Amos Oz in Verse: The Same Sea

Novels come in all shapes and sizes, so it’s always a delight to discover an unusual way of telling a story, one that shows us what’s possible beyond our usual expectations of plot and character, beginning, middle and end. The Same Sea by Israeli writer Amos Oz is a novel written in both verse (blank, but occasionally rhyming) and prose-poetry. It’s haunting,  beautifully told and laid out in such a way that the blank space on the page opens us to the meditative silence that is so much a part of this reflective tale. This novel was such a pleasure to read that I felt I couldn’t do it justice unless I read it a second time.

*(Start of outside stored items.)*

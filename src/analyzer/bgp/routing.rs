/*!
Process-wide routing table with best-path replacement and
Multiple-Origin-AS detection.
*/
use std::collections::HashMap;

use crate::models::{BgpNlri, BgpOrigin, BgpRtEntry};

/// Candidate route assembled from the current UPDATE record.
#[derive(Debug, Clone, Copy)]
pub struct RouteCandidate {
    pub rid: u32,
    pub nexthop: u32,
    pub med: u32,
    pub locpref: u32,
    pub orig: BgpOrigin,
    /// Origin AS: last AS of the path.
    pub orig_as: u32,
    /// AS-path length with SET segments counting as one.
    pub asplen: u32,
    /// Segment type of the last path segment.
    pub last_stype: u8,
}

/// Outcome of advertising one prefix.
#[derive(Debug, Default, Clone, Copy)]
pub struct AdvertiseOutcome {
    /// Origin AS changed on a SEQUENCE path: (old, new).
    pub moas: Option<(u32, u32)>,
    /// A more specific mask replaced the entry: (old, new).
    pub more_specific: Option<(u8, u8)>,
}

pub struct RoutingTable {
    entries: HashMap<BgpNlri, BgpRtEntry>,
    /// Keep the mask in the key: distinct masks become distinct entries.
    mask_in_key: bool,
}

impl RoutingTable {
    pub fn new(mask_in_key: bool) -> RoutingTable {
        RoutingTable { entries: HashMap::new(), mask_in_key }
    }

    #[inline]
    fn key(&self, nlri: &BgpNlri) -> BgpNlri {
        let mut key = *nlri;
        if !self.mask_in_key {
            key.mask = 0;
        }
        key
    }

    pub fn len(&self) -> usize {
        self.entries.len()
    }

    pub fn is_empty(&self) -> bool {
        self.entries.is_empty()
    }

    pub fn get(&self, nlri: &BgpNlri) -> Option<&BgpRtEntry> {
        self.entries.get(&self.key(nlri))
    }

    /// Remove the entry for a withdrawn prefix; withdrawals are
    /// unconditional.
    pub fn withdraw(&mut self, nlri: &BgpNlri) -> bool {
        self.entries.remove(&self.key(nlri)).is_some()
    }

    /// Advertise one prefix. The entry is replaced when any best-path
    /// criterion improves (higher LOCAL_PREF, lower origin type, shorter
    /// AS path, lower MED) or a more specific mask arrives; replacing an
    /// entry with an identical candidate is a no-op.
    pub fn advertise(&mut self, nlri: &BgpNlri, cand: RouteCandidate) -> AdvertiseOutcome {
        use crate::models::BGP_AS_SEQUENCE;

        let key = self.key(nlri);
        let mut outcome = AdvertiseOutcome::default();

        let Some(e) = self.entries.get(&key) else {
            self.entries.insert(key, entry_from(nlri.mask, &cand));
            return outcome;
        };

        let mut update = false;
        if cand.locpref > e.locpref {
            update = true;
        }
        if cand.orig < e.orig {
            update = true;
        }
        if cand.asplen < e.nas {
            update = true;
        }
        if cand.med < e.med {
            update = true;
        }

        // origin-AS change is reported even when the entry is kept
        if cand.last_stype == BGP_AS_SEQUENCE && cand.orig_as != e.orig_as {
            outcome.moas = Some((e.orig_as, cand.orig_as));
        }

        if nlri.mask > e.mask {
            outcome.more_specific = Some((e.mask, nlri.mask));
            update = true;
        }

        if update {
            self.entries.insert(key, entry_from(nlri.mask, &cand));
        }

        outcome
    }
}

fn entry_from(mask: u8, cand: &RouteCandidate) -> BgpRtEntry {
    BgpRtEntry {
        rid: cand.rid,
        nexthop: cand.nexthop,
        med: cand.med,
        locpref: cand.locpref,
        orig_as: cand.orig_as,
        nas: cand.asplen,
        orig: cand.orig,
        mask,
    }
}

#[cfg(test)]
mod tests {
    use super::*;
    use crate::models::BGP_AS_SEQUENCE;

    fn nlri(a: u8, b: u8, c: u8, d: u8, mask: u8) -> BgpNlri {
        BgpNlri { mask, prefix: [a, b, c, d] }
    }

    fn cand(orig_as: u32, asplen: u32) -> RouteCandidate {
        RouteCandidate {
            rid: 0x0a00_0001,
            nexthop: 0x0a00_0001,
            med: 0,
            locpref: 0,
            orig: BgpOrigin::Igp,
            orig_as,
            asplen,
            last_stype: BGP_AS_SEQUENCE,
        }
    }

    #[test]
    fn test_insert_and_withdraw() {
        let mut rt = RoutingTable::new(false);
        let p = nlri(10, 0, 0, 0, 8);
        rt.advertise(&p, cand(65001, 2));
        assert_eq!(rt.get(&p).unwrap().orig_as, 65001);
        assert!(rt.withdraw(&p));
        assert!(!rt.withdraw(&p));
        assert!(rt.is_empty());
    }

    #[test]
    fn test_moas_reported_on_origin_change() {
        let mut rt = RoutingTable::new(false);
        let p = nlri(10, 0, 0, 0, 8);
        assert!(rt.advertise(&p, cand(65001, 2)).moas.is_none());
        let out = rt.advertise(&p, cand(65002, 2));
        assert_eq!(out.moas, Some((65001, 65002)));
    }

    #[test]
    fn test_replacement_is_a_no_op_for_identical_candidate() {
        let mut rt = RoutingTable::new(false);
        let p = nlri(10, 0, 0, 0, 8);
        let c = cand(65001, 2);
        rt.advertise(&p, c);
        let before = *rt.get(&p).unwrap();
        let out = rt.advertise(&p, c);
        assert!(out.moas.is_none());
        assert!(out.more_specific.is_none());
        let after = *rt.get(&p).unwrap();
        assert_eq!(before.orig_as, after.orig_as);
        assert_eq!(before.nas, after.nas);
    }

    #[test]
    fn test_shorter_path_replaces() {
        let mut rt = RoutingTable::new(false);
        let p = nlri(10, 0, 0, 0, 8);
        rt.advertise(&p, cand(65001, 4));
        rt.advertise(&p, cand(65001, 2));
        assert_eq!(rt.get(&p).unwrap().nas, 2);
        // longer path does not replace
        rt.advertise(&p, cand(65001, 9));
        assert_eq!(rt.get(&p).unwrap().nas, 2);
    }

    #[test]
    fn test_more_specific_mask_flags_and_replaces() {
        let mut rt = RoutingTable::new(false);
        rt.advertise(&nlri(10, 0, 0, 0, 8), cand(65001, 2));
        let out = rt.advertise(&nlri(10, 0, 0, 0, 16), cand(65001, 5));
        assert_eq!(out.more_specific, Some((8, 16)));
        assert_eq!(rt.get(&nlri(10, 0, 0, 0, 16)).unwrap().mask, 16);
    }
}
/*!
Sorted fingerprint lookup tables.

A list file starts with a `% <count>` line, followed by
`<fingerprint>\t<description>` rows sorted by fingerprint. Comment and
blank lines are skipped. Lookups are a binary search over the first
`hash_len` bytes. Used for JA3, JA4, JA4S and certificate-blacklist
name resolution.
*/
use std::fs::File;
use std::io::{BufRead, BufReader};
use std::path::Path;

use log::warn;

use crate::error::ParserError;

pub struct FingerprintList {
    hash_len: usize,
    entries: Vec<(String, String)>,
}

impl FingerprintList {
    /// Load a list file; `hash_len` is the significant fingerprint prefix,
    /// `desc_len` caps the stored description.
    pub fn load(path: &Path, hash_len: usize, desc_len: usize) -> Result<FingerprintList, ParserError> {
        let file = BufReader::new(File::open(path)?);
        let mut lines = file.lines();

        let first = lines
            .next()
            .ok_or_else(|| ParserError::ParseError("empty fingerprint file".to_string()))??;
        let count: u32 = first
            .strip_prefix('%')
            .map(str::trim)
            .and_then(|s| s.parse().ok())
            .ok_or_else(|| {
                ParserError::ParseError(format!(
                    "expected leading '%' followed by number of rows, found '{first}'"
                ))
            })?;

        let mut entries = Vec::with_capacity(count as usize);
        for line in lines {
            let line = line?;
            if line.is_empty() || line.starts_with('#') || line.starts_with(char::is_whitespace) {
                continue;
            }
            let Some((hash, desc)) = line.split_once('\t') else {
                warn!("failed to parse fingerprint line '{line}'");
                continue;
            };
            if entries.len() < count as usize {
                let mut hash = hash.to_string();
                hash.truncate(hash_len);
                let mut desc = desc.trim_end().to_string();
                desc.truncate(desc_len);
                entries.push((hash, desc));
            }
        }

        if entries.len() < count as usize {
            warn!("read {} fingerprints, expected {count}", entries.len());
        }

        Ok(FingerprintList { hash_len, entries })
    }

    /// In-memory list, used by tests.
    pub fn from_entries(hash_len: usize, mut entries: Vec<(String, String)>) -> FingerprintList {
        entries.sort();
        FingerprintList { hash_len, entries }
    }

    pub fn count(&self) -> usize {
        self.entries.len()
    }

    /// Description of `hash`, if listed.
    pub fn lookup(&self, hash: &str) -> Option<&str> {
        let key = &hash.as_bytes()[..hash.len().min(self.hash_len)];
        self.entries
            .binary_search_by(|(h, _)| {
                let hb = &h.as_bytes()[..h.len().min(self.hash_len)];
                hb.cmp(key)
            })
            .ok()
            .map(|i| self.entries[i].1.as_str())
    }
}

#[cfg(test)]
mod tests {
    use super::*;
    use std::io::Write;

    #[test]
    fn test_load_and_lookup() {
        let mut f = tempfile::NamedTempFile::new().unwrap();
        writeln!(f, "% 3").unwrap();
        writeln!(f, "# comment").unwrap();
        writeln!(f, "1111aaaa\tfirst entry").unwrap();
        writeln!(f, "2222bbbb\tsecond entry").unwrap();
        writeln!(f, "3333cccc\tthird entry").unwrap();
        f.flush().unwrap();

        let list = FingerprintList::load(f.path(), 8, 64).unwrap();
        assert_eq!(list.count(), 3);
        assert_eq!(list.lookup("2222bbbb"), Some("second entry"));
        assert_eq!(list.lookup("ffffffff"), None);
    }

    #[test]
    fn test_missing_header_is_an_error() {
        let mut f = tempfile::NamedTempFile::new().unwrap();
        writeln!(f, "1111aaaa\tno header").unwrap();
        f.flush().unwrap();
        assert!(FingerprintList::load(f.path(), 8, 64).is_err());
    }
}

Having done that, I’d be more than happy to read it again, both for its depth of insight and for the sheer beauty of its resonant language.

The story’s narrated by several characters: Albert, an accountant; his wife Nadia (who at the time of the story, has died of cancer); their son Rico who’s left home to find himself in Tibet; his flirtatious girlfriend Dita, who comes to stay with his father, a lonely man infatuated with her; Albert’s widowed colleague Bettine who offers him companionship and dislikes these goings-on with Dita. It’s the kind of situation that in lesser hands might have been predictable: a love-triangle, a few messed-up kids, a father-son conflict, a busybody neighbour. Yet this story aims much higher.

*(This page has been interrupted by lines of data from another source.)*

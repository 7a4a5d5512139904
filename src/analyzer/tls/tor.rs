/*!
Tor flow heuristic.

Tor servers present a single small self-generated RSA-1024 certificate
whose validity starts at UTC midnight and whose subject/issuer common
names follow a `www.<base32>.net|com` pattern. Without a reverse flow the
client SNI pattern plus the empty-renegotiation SCSV serves as a weaker
fallback.
*/
use regex::Regex;

use super::{PkeyType, TlsFlow};

/// Tor certificates are small; anything bigger is not Tor.
const TOR_MAX_CERT_LEN: u32 = 512;

const BASE32: &str = "abcdefghijklmnopqrstuvwxyz234567";

pub struct TorDetector {
    subject_re: Regex,
    issuer_re: Regex,
    request_re: Regex,
    oneline: bool,
}

impl TorDetector {
    /// `oneline` selects the single-line certificate-subject rendition and
    /// its matching patterns.
    pub fn new(oneline: bool) -> TorDetector {
        let (subject, issuer) = if oneline {
            (
                format!("^CN=www\\.[{BASE32}]{{8,20}}\\.net$"),
                format!("^CN=www\\.[{BASE32}]{{8,20}}\\.(net|com)$"),
            )
        } else {
            (
                format!("^www\\.[{BASE32}]{{8,20}}\\.net$"),
                format!("^www\\.[{BASE32}]{{8,20}}\\.(net|com)$"),
            )
        };
        TorDetector {
            subject_re: Regex::new(&subject).unwrap(),
            issuer_re: Regex::new(&issuer).unwrap(),
            request_re: Regex::new(&format!("^www\\.[{BASE32}]{{4,25}}\\.com$")).unwrap(),
            oneline,
        }
    }

    /// Server-to-client detection based on the certificate content.
    pub fn matches_certificate(&self, f: &TlsFlow, cert_len: u32, single_cert: bool) -> bool {
        if !single_cert || cert_len > TOR_MAX_CERT_LEN {
            return false;
        }
        if f.cert.pkey_type != PkeyType::Rsa || f.cert.pkey_size != 1024 {
            return false;
        }

        let (Some(nb), Some(na)) = (f.cert.not_before, f.cert.not_after) else {
            return false;
        };
        let start = nb.timestamp();
        let lifetime = na.timestamp() - start;
        // validity starts at midnight (since ~2013); earlier certificates
        // were valid for exactly one year
        if start % (24 * 3600) != 0 && lifetime != 365 * 24 * 3600 {
            return false;
        }

        // must not be self signed
        let (subject, issuer) = if self.oneline {
            (&f.cert.subject.oneline, &f.cert.issuer.oneline)
        } else {
            (&f.cert.subject.common, &f.cert.issuer.common)
        };
        if subject.is_empty() || issuer.is_empty() || subject == issuer {
            return false;
        }

        if !self.oneline && (!f.cert.subject.org.is_empty() || !f.cert.issuer.org.is_empty()) {
            return false;
        }

        self.subject_re.is_match(subject) && self.issuer_re.is_match(issuer)
    }

    /// Client-side fallback on the requested server name.
    pub fn matches_client_sni(&self, server_name: &str) -> bool {
        !server_name.is_empty() && self.request_re.is_match(server_name)
    }
}
/*!
Flow and packet views handed to the analyzers by the capture runtime.
*/
use std::net::IpAddr;

use num_enum::{FromPrimitive, IntoPrimitive};

/// Dense nonnegative index assigned by the capture runtime; stable for the
/// lifetime of the flow. Analyzers key their per-flow state arrays on it.
pub type FlowIndex = usize;

/// L4 protocol numbers the analyzers care about.
#[derive(Debug, FromPrimitive, IntoPrimitive, PartialEq, Eq, Copy, Clone)]
#[repr(u8)]
pub enum L4Proto {
    Tcp = 6,
    Udp = 17,
    Sctp = 132,
    #[num_enum(catch_all)]
    Other(u8),
}

/// Which side of the bidirectional flow this unidirectional flow is.
#[derive(Debug, PartialEq, Eq, Copy, Clone, Default)]
pub enum FlowDir {
    /// Initiator side (client).
    #[default]
    A,
    /// Responder side (server).
    B,
}

/// Read-only per-packet handle. Valid for one `on_layer4` call only.
#[derive(Debug, Clone, Copy)]
pub struct PacketView<'a> {
    /// Captured L7 payload (possibly shorter than the on-wire payload).
    pub l7: &'a [u8],
    /// On-wire L7 length.
    pub l7_len: u16,
    /// Capture timestamp, seconds part.
    pub ts_secs: u64,
    /// Capture timestamp, microseconds part.
    pub ts_usecs: u32,
    pub l4_proto: L4Proto,
    /// False for non-first IP fragments; analyzers only process the first.
    pub first_fragment: bool,
    /// Running packet number assigned by the capture runtime.
    pub pkt_num: u64,
}

impl PacketView<'_> {
    /// Captured L7 length (snap length applied).
    #[inline]
    pub fn snap_l7_len(&self) -> u16 {
        self.l7.len() as u16
    }

    /// Capture timestamp as fractional seconds.
    #[inline]
    pub fn ts(&self) -> f64 {
        self.ts_secs as f64 + self.ts_usecs as f64 / 1e6
    }
}

/// Read-only flow handle: the five-tuple plus bookkeeping shared by every
/// analyzer.
#[derive(Debug, Clone)]
pub struct FlowView {
    pub findex: u64,
    pub src_ip: IpAddr,
    pub dst_ip: IpAddr,
    pub src_port: u16,
    pub dst_port: u16,
    pub vlan: u16,
    pub l4_proto: L4Proto,
    /// First-seen timestamp, seconds part.
    pub first_seen_secs: u64,
    pub direction: FlowDir,
    /// Index of the reverse flow when the bidirectional peer exists.
    pub opposite: Option<FlowIndex>,
}

impl FlowView {
    #[inline]
    pub fn is_a(&self) -> bool {
        self.direction == FlowDir::A
    }

    #[inline]
    pub fn is_b(&self) -> bool {
        self.direction == FlowDir::B
    }
}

Because the novel’s driven by language, words resonate with metaphors that enlarge the story beyond its immediate concerns. Much of its poetry echoes the Wisdom literature of the Hebrew Bible. Love is longed for and remembered in the language of the Song of Songs (in one striking example, the dead Nadia puts a new twist on Solomon’s poem); the Narrator ponders the meaning of his work with words that recall Ecclesiastes and the psalms. The very presence of a Narrator whose characters dispute his storytelling contains an echo of the Judaic God — a dialogue-partner who signed off on a covenant with the Chosen People, one who can be confronted by his creatures for breaking it.  Likewise, the text does riffs on the Beatitudes and the Magnificat in the New Testament with both devastating and spectacular results.

Don’t worry — even if these references go whizzing by, you’ll still enjoy this beautiful work which reflects at multiple levels on love, family, sexuality, politics and the frailty of human life. “It turns out that something that never was and never will be is all that we have,” says Bettine to the Narrator. Perhaps she’s referring both to his fictional creations (including herself) and to our illusions. This poignant insight doesn’t slow her down.  “Just sit down and get on with your writing,” she tells the scribe, as if both she and the author know that in the beauty and truthfulness of language, there is hope and peace for the spirit.

The Same Sea by Amos Oz is translated from the Hebrew by Nicholas de Lange, in collaboration with the author. It was published in New York in 2001 by Harcourt Books.